→ **Brief**: Lines with the string "true" must each be copied from the listing.
================================
use std::collections::VecDeque;

use judge_templates::sieve::{is_prime, Sieve};
use judge_templates::Catalog;
use proptest::prelude::*;

fn maze_reference(rows: &[Vec<bool>]) -> Option<usize> {
    let (n, m) = (rows.len(), rows[0].len());
    if !rows[0][0] {
        return None;
    }
    let mut dist = vec![vec![usize::MAX; m]; n];
    dist[0][0] = 1;
    let mut queue = VecDeque::from([(0usize, 0usize)]);
    while let Some((r, c)) = queue.pop_front() {
        let d = dist[r][c];
        let mut next = Vec::new();
        if r > 0 {
            next.push((r - 1, c));
        }
        if r + 1 < n {
            next.push((r + 1, c));
        }
        if c > 0 {
            next.push((r, c - 1));
        }
        if c + 1 < m {
            next.push((r, c + 1));
        }
        for (nr, nc) in next {
            if rows[nr][nc] && dist[nr][nc] == usize::MAX {
                dist[nr][nc] = d + 1;
                queue.push_back((nr, nc));
            }
        }
    }
    let d = dist[n - 1][m - 1];
    (d != usize::MAX).then_some(d)
}

fn floyd(n: usize, routes: &[(usize, usize, u64)], from: usize, to: usize) -> Option<u64> {
    let mut d = vec![vec![None; n + 1]; n + 1];
    for v in 1..=n {
        d[v][v] = Some(0u64);
    }
    for &(s, e, w) in routes {
        if d[s][e].map_or(true, |best| w < best) {
            d[s][e] = Some(w);
        }
    }
    for k in 1..=n {
        for i in 1..=n {
            for j in 1..=n {
                if let (Some(a), Some(b)) = (d[i][k], d[k][j]) {
                    if d[i][j].map_or(true, |best| a + b < best) {
                        d[i][j] = Some(a + b);
                    }
                }
            }
        }
    }
    d[from][to]
}

fn maze_strategy() -> impl Strategy<Value = Vec<Vec<bool>>> {
    (2usize..8, 2usize..8).prop_flat_map(|(n, m)| {
        prop::collection::vec(prop::collection::vec(prop::bool::weighted(0.7), m), n)
    })
}

fn graph_strategy() -> impl Strategy<Value = (usize, Vec<(usize, usize, u64)>, usize, usize)> {
    (2usize..8).prop_flat_map(|n| {
        (
            Just(n),
            prop::collection::vec((1..=n, 1..=n, 0u64..50), 1..30),
            1..=n,
            1..=n,
        )
    })
}

proptest! {
    #[test]
    fn sieve_agrees_with_trial_division(bound in 0usize..2000) {
        let sieve = Sieve::new(bound);
        for k in 0..=bound {
            prop_assert_eq!(sieve.is_prime(k), is_prime(k as u64), "k = {}", k);
        }
    }

    #[test]
    fn prime_listing_matches_trial_division(m in 1usize..500, span in 0usize..500) {
        let n = m + span;
        let out = Catalog::new().run("1929", &format!("{m} {n}\n")).unwrap();
        let expected: String = (m..=n)
            .filter(|&k| is_prime(k as u64))
            .map(|k| format!("{k}\n"))
            .collect();
        prop_assert_eq!(out, expected);
    }

    #[test]
    fn maze_distance_matches_reference(rows in maze_strategy()) {
        let mut input = format!("{} {}\n", rows.len(), rows[0].len());
        for row in &rows {
            input.extend(row.iter().map(|&open| if open { '1' } else { '0' }));
            input.push('\n');
        }
        let expected = match maze_reference(&rows) {
            Some(d) => format!("{d}\n"),
            None => "-1\n".to_string(),
        };
        prop_assert_eq!(Catalog::new().run("2178", &input).unwrap(), expected);
    }

    #[test]
    fn dijkstra_matches_floyd((n, routes, from, to) in graph_strategy()) {
        let mut input = format!("{n}\n{}\n", routes.len());
        for (s, e, w) in &routes {
            input.push_str(&format!("{s} {e} {w}\n"));
        }
        input.push_str(&format!("{from} {to}\n"));
        let expected = match floyd(n, &routes, from, to) {
            Some(c) => format!("{c}\n"),
            None => "-1\n".to_string(),
        };
        prop_assert_eq!(Catalog::new().run("1916", &input).unwrap(), expected);
    }

    #[test]
    fn pair_count_ignores_input_order(
        (values, shuffled) in prop::collection::hash_set(1u32..200, 1..40)
            .prop_flat_map(|set| {
                let v: Vec<u32> = set.into_iter().collect();
                (Just(v.clone()), Just(v).prop_shuffle())
            }),
        x in 2u32..400,
    ) {
        let render = |v: &[u32]| {
            let body: Vec<String> = v.iter().map(u32::to_string).collect();
            format!("{}\n{}\n{x}\n", v.len(), body.join(" "))
        };
        let catalog = Catalog::new();
        let a = catalog.run("3273", &render(&values)).unwrap();
        let b = catalog.run("3273", &render(&shuffled)).unwrap();
        let brute = (0..values.len())
            .flat_map(|i| (i + 1..values.len()).map(move |j| (i, j)))
            .filter(|&(i, j)| values[i] + values[j] == x)
            .count();
        prop_assert_eq!(&a, &b);
        prop_assert_eq!(a, format!("{brute}\n"));
    }

    #[test]
    fn frequency_sort_ignores_order_after_first_appearance(
        (values, rest) in prop::collection::vec(1u32..6, 1..30).prop_flat_map(|values| {
            let mut seen = Vec::new();
            let mut rest = Vec::new();
            for &x in &values {
                if seen.contains(&x) {
                    rest.push(x);
                } else {
                    seen.push(x);
                }
            }
            (Just(values), Just(rest).prop_shuffle())
        }),
    ) {
        let render = |v: &[u32]| {
            let body: Vec<String> = v.iter().map(u32::to_string).collect();
            format!("{} 10\n{}\n", v.len(), body.join(" "))
        };
        let mut regrouped = Vec::new();
        for &x in &values {
            if !regrouped.contains(&x) {
                regrouped.push(x);
            }
        }
        regrouped.extend(rest);

        let catalog = Catalog::new();
        let out = catalog.run("2910", &render(&values)).unwrap();
        prop_assert_eq!(&out, &catalog.run("2910", &render(&regrouped)).unwrap());

        let got: Vec<u32> = out.split_whitespace().map(|t| t.parse().unwrap()).collect();
        let count = |v: u32| values.iter().filter(|&&x| x == v).count();
        prop_assert!(got.windows(2).all(|w| count(w[0]) >= count(w[1])));
        let mut sorted_got = got;
        let mut want = values.clone();
        sorted_got.sort_unstable();
        want.sort_unstable();
        prop_assert_eq!(sorted_got, want);
    }

    #[test]
    fn compression_preserves_order(xs in prop::collection::vec(-1_000_000_000i64..=1_000_000_000, 1..60)) {
        let body: Vec<String> = xs.iter().map(i64::to_string).collect();
        let out = Catalog::new()
            .run("18870", &format!("{}\n{}\n", xs.len(), body.join(" ")))
            .unwrap();
        let ranks: Vec<usize> = out.split_whitespace().map(|t| t.parse().unwrap()).collect();
        prop_assert_eq!(ranks.len(), xs.len());
        for i in 0..xs.len() {
            for j in 0..xs.len() {
                prop_assert_eq!(xs[i].cmp(&xs[j]), ranks[i].cmp(&ranks[j]));
            }
        }
        let mut distinct = xs.clone();
        distinct.sort_unstable();
        distinct.dedup();
        for (x, r) in xs.iter().zip(&ranks) {
            prop_assert_eq!(distinct[*r], *x);
        }
    }
}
================================
→ **Solution to this task**:
        if d[s][e].map_or(true, |best| w < best) {
                    if d[i][j].map_or(true, |best| a + b < best) {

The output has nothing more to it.